TASK REQUIREMENTS |
Entries follow. Set all of them down as they stand.

[Collected data]
━━━━━━━━━━━━━━━━
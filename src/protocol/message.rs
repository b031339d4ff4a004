//! Logical messages and incremental message assembly.

use bytes::Bytes;

use crate::{
    error::{CapacityError, Error, Result},
    protocol::{
        frame::{CloseFrame, Utf8Bytes},
        message::string_lib::StringCollector,
    },
};

mod string_lib {
    use crate::error::{Error, Result};
    use utf8::DecodeError;

    /// Collects text payload chunks, validating UTF-8 incrementally so a
    /// bad sequence fails as soon as it arrives rather than at FIN.
    #[derive(Debug)]
    pub struct StringCollector {
        data: String,
        incomplete: Option<utf8::Incomplete>,
    }

    impl StringCollector {
        pub fn new() -> Self {
            StringCollector { data: String::new(), incomplete: None }
        }

        pub fn len(&self) -> usize {
            self.data
                .len()
                .saturating_add(self.incomplete.map(|i| i.buffer_len as usize).unwrap_or(0))
        }

        pub fn extend<T: AsRef<[u8]>>(&mut self, tail: T) -> Result<()> {
            let mut input: &[u8] = tail.as_ref();

            if let Some(mut incomplete) = self.incomplete.take() {
                if let Some((result, remaining)) = incomplete.try_complete(input) {
                    input = remaining;

                    match result {
                        Ok(s) => self.data.push_str(s),
                        Err(bad) => {
                            return Err(Error::Utf8(String::from_utf8_lossy(bad).into()))
                        }
                    }
                } else {
                    input = &[];
                    self.incomplete = Some(incomplete);
                }
            }

            if input.is_empty() {
                return Ok(());
            }

            match utf8::decode(input) {
                Ok(s) => {
                    self.data.push_str(s);
                    Ok(())
                }
                Err(DecodeError::Incomplete { valid_prefix, incomplete_suffix }) => {
                    self.data.push_str(valid_prefix);
                    self.incomplete = Some(incomplete_suffix);
                    Ok(())
                }
                Err(DecodeError::Invalid { valid_prefix, invalid_sequence, .. }) => {
                    self.data.push_str(valid_prefix);
                    Err(Error::Utf8(String::from_utf8_lossy(invalid_sequence).into()))
                }
            }
        }

        pub fn into_string(self) -> Result<String> {
            if let Some(incomplete) = self.incomplete {
                Err(Error::Utf8(format!("Incomplete string: {:?}", incomplete)))
            } else {
                Ok(self.data)
            }
        }
    }
}

/// A message being assembled from data frames.
#[derive(Debug)]
pub struct IncompleteMessage {
    collector: IncompleteMessageCollector,
}

#[derive(Debug)]
enum IncompleteMessageCollector {
    Text(StringCollector),
    Binary(Vec<u8>),
}

/// Which kind of message is being assembled.
#[derive(Debug, Clone, Copy, PartialEq, Eq)]
pub enum IncompleteMessageType {
    /// A text message; payload is UTF-8 validated as it accumulates.
    Text,
    /// A binary message.
    Binary,
}

impl IncompleteMessage {
    /// Start assembling a message of the given kind.
    pub fn new(msg_type: IncompleteMessageType) -> Self {
        IncompleteMessage {
            collector: match msg_type {
                IncompleteMessageType::Binary => IncompleteMessageCollector::Binary(Vec::new()),
                IncompleteMessageType::Text => {
                    IncompleteMessageCollector::Text(StringCollector::new())
                }
            },
        }
    }

    /// Bytes accumulated so far.
    pub fn len(&self) -> usize {
        match self.collector {
            IncompleteMessageCollector::Binary(ref b) => b.len(),
            IncompleteMessageCollector::Text(ref t) => t.len(),
        }
    }

    /// Whether nothing has accumulated yet.
    pub fn is_empty(&self) -> bool {
        self.len() == 0
    }

    /// Append a frame payload, enforcing the size cap.
    pub fn extend<T: AsRef<[u8]>>(&mut self, tail: T, limit: Option<usize>) -> Result<()> {
        let max = limit.unwrap_or(usize::MAX);
        let size = self.len();
        let portion = tail.as_ref().len();

        if size > max || portion > max - size {
            return Err(Error::Capacity(CapacityError::MessageTooLarge {
                size: size + portion,
                max,
            }));
        }

        match self.collector {
            IncompleteMessageCollector::Binary(ref mut b) => {
                b.extend_from_slice(tail.as_ref());
                Ok(())
            }
            IncompleteMessageCollector::Text(ref mut t) => t.extend(tail),
        }
    }

    /// Finalize into a complete message.
    pub fn complete(self) -> Result<Message> {
        match self.collector {
            IncompleteMessageCollector::Binary(b) => Ok(Message::Binary(b.into())),
            IncompleteMessageCollector::Text(t) => {
                let text = t.into_string()?;
                Ok(Message::Text(text.into()))
            }
        }
    }
}

/// A complete WebSocket message.
#[derive(Debug, Clone, PartialEq, Eq)]
pub enum Message {
    /// A text message.
    Text(Utf8Bytes),
    /// A binary message.
    Binary(Bytes),
    /// A ping with its application payload.
    Ping(Bytes),
    /// A pong with its application payload.
    Pong(Bytes),
    /// A close, with the optional decoded code and reason.
    Close(Option<CloseFrame>),
}

impl Message {
    /// Create a text message.
    pub fn text<S>(string: S) -> Message
    where
        S: Into<Utf8Bytes>,
    {
        Message::Text(string.into())
    }

    /// Create a binary message.
    pub fn binary<B>(binary: B) -> Message
    where
        B: Into<Bytes>,
    {
        Message::Binary(binary.into())
    }

    /// Whether this is a control message (ping, pong or close).
    pub fn is_control(&self) -> bool {
        matches!(self, Message::Ping(_) | Message::Pong(_) | Message::Close(_))
    }

    /// Whether this is a data message (text or binary).
    pub fn is_data(&self) -> bool {
        matches!(self, Message::Text(_) | Message::Binary(_))
    }

    /// Whether this is a text message.
    pub fn is_text(&self) -> bool {
        matches!(self, Message::Text(_))
    }

    /// Whether this is a binary message.
    pub fn is_binary(&self) -> bool {
        matches!(self, Message::Binary(_))
    }

    /// Payload length in bytes.
    pub fn len(&self) -> usize {
        match *self {
            Message::Text(ref s) => s.len(),
            Message::Binary(ref b) | Message::Ping(ref b) | Message::Pong(ref b) => b.len(),
            Message::Close(ref frame) => frame.as_ref().map(|f| f.reason.len() + 2).unwrap_or(0),
        }
    }

    /// Whether the message carries no payload.
    pub fn is_empty(&self) -> bool {
        self.len() == 0
    }

    /// Consume the message into its payload bytes.
    pub fn into_data(self) -> Bytes {
        match self {
            Self::Text(s) => s.into(),
            Self::Binary(b) | Self::Ping(b) | Self::Pong(b) => b,
            Self::Close(None) => <_>::default(),
            Self::Close(Some(frame)) => frame.reason.into(),
        }
    }
}

impl From<String> for Message {
    #[inline]
    fn from(value: String) -> Self {
        Message::text(value)
    }
}

impl<'s> From<&'s str> for Message {
    #[inline]
    fn from(value: &'s str) -> Self {
        Message::text(value)
    }
}

impl<'b> From<&'b [u8]> for Message {
    #[inline]
    fn from(value: &'b [u8]) -> Self {
        Message::binary(Bytes::copy_from_slice(value))
    }
}

impl From<Vec<u8>> for Message {
    #[inline]
    fn from(value: Vec<u8>) -> Self {
        Message::binary(value)
    }
}

impl From<Bytes> for Message {
    #[inline]
    fn from(value: Bytes) -> Self {
        Message::binary(value)
    }
}

impl std::fmt::Display for Message {
    fn fmt(&self, f: &mut std::fmt::Formatter<'_>) -> std::fmt::Result {
        match self {
            Message::Text(s) => write!(f, "Text({})", s),
            Message::Binary(b) => write!(f, "Binary({} bytes)", b.len()),
            Message::Ping(_) => write!(f, "Ping"),
            Message::Pong(_) => write!(f, "Pong"),
            Message::Close(Some(frame)) => write!(f, "Close({}, {})", frame.code, frame.reason),
            Message::Close(None) => write!(f, "Close"),
        }
    }
}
━━━━━━━━━━━━━━━━
OUTPUT FOR THIS TASK |
filename src/protocol/message.rs
repository b031339d4ff4a004
//! Logical messages and incremental message assembly.

use bytes::Bytes;

use crate::{
    error::{CapacityError, Error, Result},
    protocol::{
        frame::{CloseFrame, Utf8Bytes},
        message::string_lib::StringCollector,
    },
};

mod string_lib {
    use crate::error::{Error, Result};
    use utf8::DecodeError;

    /// Collects text payload chunks, validating UTF-8 incrementally so a
    /// bad sequence fails as soon as it arrives rather than at FIN.
    #[derive(Debug)]
    pub struct StringCollector {
        data: String,
        incomplete: Option<utf8::Incomplete>,
    }

    impl StringCollector {
        pub fn new() -> Self {
            StringCollector { data: String::new(), incomplete: None }
        }

        pub fn len(&self) -> usize {
            self.data
                .len()
                .saturating_add(self.incomplete.map(|i| i.buffer_len as usize).unwrap_or(0))
        }

        pub fn extend<T: AsRef<[u8]>>(&mut self, tail: T) -> Result<()> {
            let mut input: &[u8] = tail.as_ref();

            if let Some(mut incomplete) = self.incomplete.take() {
                if let Some((result, remaining)) = incomplete.try_complete(input) {
                    input = remaining;

                    match result {
                        Ok(s) => self.data.push_str(s),
                        Err(bad) => {
                            return Err(Error::Utf8(String::from_utf8_lossy(bad).into()))
                        }
                    }
                } else {
                    input = &[];
                    self.incomplete = Some(incomplete);
                }
            }

            if input.is_empty() {
                return Ok(());
            }

            match utf8::decode(input) {
                Ok(s) => {
                    self.data.push_str(s);
                    Ok(())
                }
                Err(DecodeError::Incomplete { valid_prefix, incomplete_suffix }) => {
                    self.data.push_str(valid_prefix);
                    self.incomplete = Some(incomplete_suffix);
                    Ok(())
                }
                Err(DecodeError::Invalid { valid_prefix, invalid_sequence, .. }) => {
                    self.data.push_str(valid_prefix);
                    Err(Error::Utf8(String::from_utf8_lossy(invalid_sequence).into()))
                }
            }
        }

        pub fn into_string(self) -> Result<String> {
            if let Some(incomplete) = self.incomplete {
                Err(Error::Utf8(format!("Incomplete string: {:?}", incomplete)))
            } else {
                Ok(self.data)
            }
        }
    }
}

/// A message being assembled from data frames.
#[derive(Debug)]
pub struct IncompleteMessage {
    collector: IncompleteMessageCollector,
}

#[derive(Debug)]
enum IncompleteMessageCollector {
    Text(StringCollector),
    Binary(Vec<u8>),
}

/// Which kind of message is being assembled.
#[derive(Debug, Clone, Copy, PartialEq, Eq)]
pub enum IncompleteMessageType {
    /// A text message; payload is UTF-8 validated as it accumulates.
    Text,
    /// A binary message.
    Binary,
}

impl IncompleteMessage {
    /// Start assembling a message of the given kind.
    pub fn new(msg_type: IncompleteMessageType) -> Self {
        IncompleteMessage {
            collector: match msg_type {
                IncompleteMessageType::Binary => IncompleteMessageCollector::Binary(Vec::new()),
                IncompleteMessageType::Text => {
                    IncompleteMessageCollector::Text(StringCollector::new())
                }
            },
        }
    }

    /// Bytes accumulated so far.
    pub fn len(&self) -> usize {
        match self.collector {
            IncompleteMessageCollector::Binary(ref b) => b.len(),
            IncompleteMessageCollector::Text(ref t) => t.len(),
        }
    }

    /// Whether nothing has accumulated yet.
    pub fn is_empty(&self) -> bool {
        self.len() == 0
    }

    /// Append a frame payload, enforcing the size cap.
    pub fn extend<T: AsRef<[u8]>>(&mut self, tail: T, limit: Option<usize>) -> Result<()> {
        let max = limit.unwrap_or(usize::MAX);
        let size = self.len();
        let portion = tail.as_ref().len();

        if size > max || portion > max - size {
            return Err(Error::Capacity(CapacityError::MessageTooLarge {
                size: size + portion,
                max,
            }));
        }

        match self.collector {
            IncompleteMessageCollector::Binary(ref mut b) => {
                b.extend_from_slice(tail.as_ref());
                Ok(())
            }
            IncompleteMessageCollector::Text(ref mut t) => t.extend(tail),
        }
    }

    /// Finalize into a complete message.
    pub fn complete(self) -> Result<Message> {
        match self.collector {
            IncompleteMessageCollector::Binary(b) => Ok(Message::Binary(b.into())),
            IncompleteMessageCollector::Text(t) => {
                let text = t.into_string()?;
                Ok(Message::Text(text.into()))
            }
        }
    }
}

/// A complete WebSocket message.
#[derive(Debug, Clone, PartialEq, Eq)]
pub enum Message {
    /// A text message.
    Text(Utf8Bytes),
    /// A binary message.
    Binary(Bytes),
    /// A ping with its application payload.
    Ping(Bytes),
    /// A pong with its application payload.
    Pong(Bytes),
    /// A close, with the optional decoded code and reason.
    Close(Option<CloseFrame>),
}

impl Message {
    /// Create a text message.
    pub fn text<S>(string: S) -> Message
    where
        S: Into<Utf8Bytes>,
    {
        Message::Text(string.into())
    }

    /// Create a binary message.
    pub fn binary<B>(binary: B) -> Message
    where
        B: Into<Bytes>,
    {
        Message::Binary(binary.into())
    }

    /// Whether this is a control message (ping, pong or close).
    pub fn is_control(&self) -> bool {
        matches!(self, Message::Ping(_) | Message::Pong(_) | Message::Close(_))
    }

    /// Whether this is a data message (text or binary).
    pub fn is_data(&self) -> bool {
        matches!(self, Message::Text(_) | Message::Binary(_))
    }

    /// Whether this is a text message.
    pub fn is_text(&self) -> bool {
        matches!(self, Message::Text(_))
    }

    /// Whether this is a binary message.
    pub fn is_binary(&self) -> bool {
        matches!(self, Message::Binary(_))
    }

    /// Payload length in bytes.
    pub fn len(&self) -> usize {
        match *self {
            Message::Text(ref s) => s.len(),
            Message::Binary(ref b) | Message::Ping(ref b) | Message::Pong(ref b) => b.len(),
            Message::Close(ref frame) => frame.as_ref().map(|f| f.reason.len() + 2).unwrap_or(0),
        }
    }

    /// Whether the message carries no payload.
    pub fn is_empty(&self) -> bool {
        self.len() == 0
    }

    /// Consume the message into its payload bytes.
    pub fn into_data(self) -> Bytes {
        match self {
            Self::Text(s) => s.into(),
            Self::Binary(b) | Self::Ping(b) | Self::Pong(b) => b,
            Self::Close(None) => <_>::default(),
            Self::Close(Some(frame)) => frame.reason.into(),
        }
    }
}

impl From<String> for Message {
    #[inline]
    fn from(value: String) -> Self {
        Message::text(value)
    }
}

impl<'s> From<&'s str> for Message {
    #[inline]
    fn from(value: &'s str) -> Self {
        Message::text(value)
    }
}

impl<'b> From<&'b [u8]> for Message {
    #[inline]
    fn from(value: &'b [u8]) -> Self {
        Message::binary(Bytes::copy_from_slice(value))
    }
}

impl From<Vec<u8>> for Message {
    #[inline]
    fn from(value: Vec<u8>) -> Self {
        Message::binary(value)
    }
}

impl From<Bytes> for Message {
    #[inline]
    fn from(value: Bytes) -> Self {
        Message::binary(value)
    }
}

impl std::fmt::Display for Message {
    fn fmt(&self, f: &mut std::fmt::Formatter<'_>) -> std::fmt::Result {
        match self {
            Message::Text(s) => write!(f, "Text({})", s),
            Message::Binary(b) => write!(f, "Binary({} bytes)", b.len()),
            Message::Ping(_) => write!(f, "Ping"),
            Message::Pong(_) => write!(f, "Pong"),
            Message::Close(Some(frame)) => write!(f, "Close({}, {})", frame.code, frame.reason),
            Message::Close(None) => write!(f, "Close"),
        }
    }
}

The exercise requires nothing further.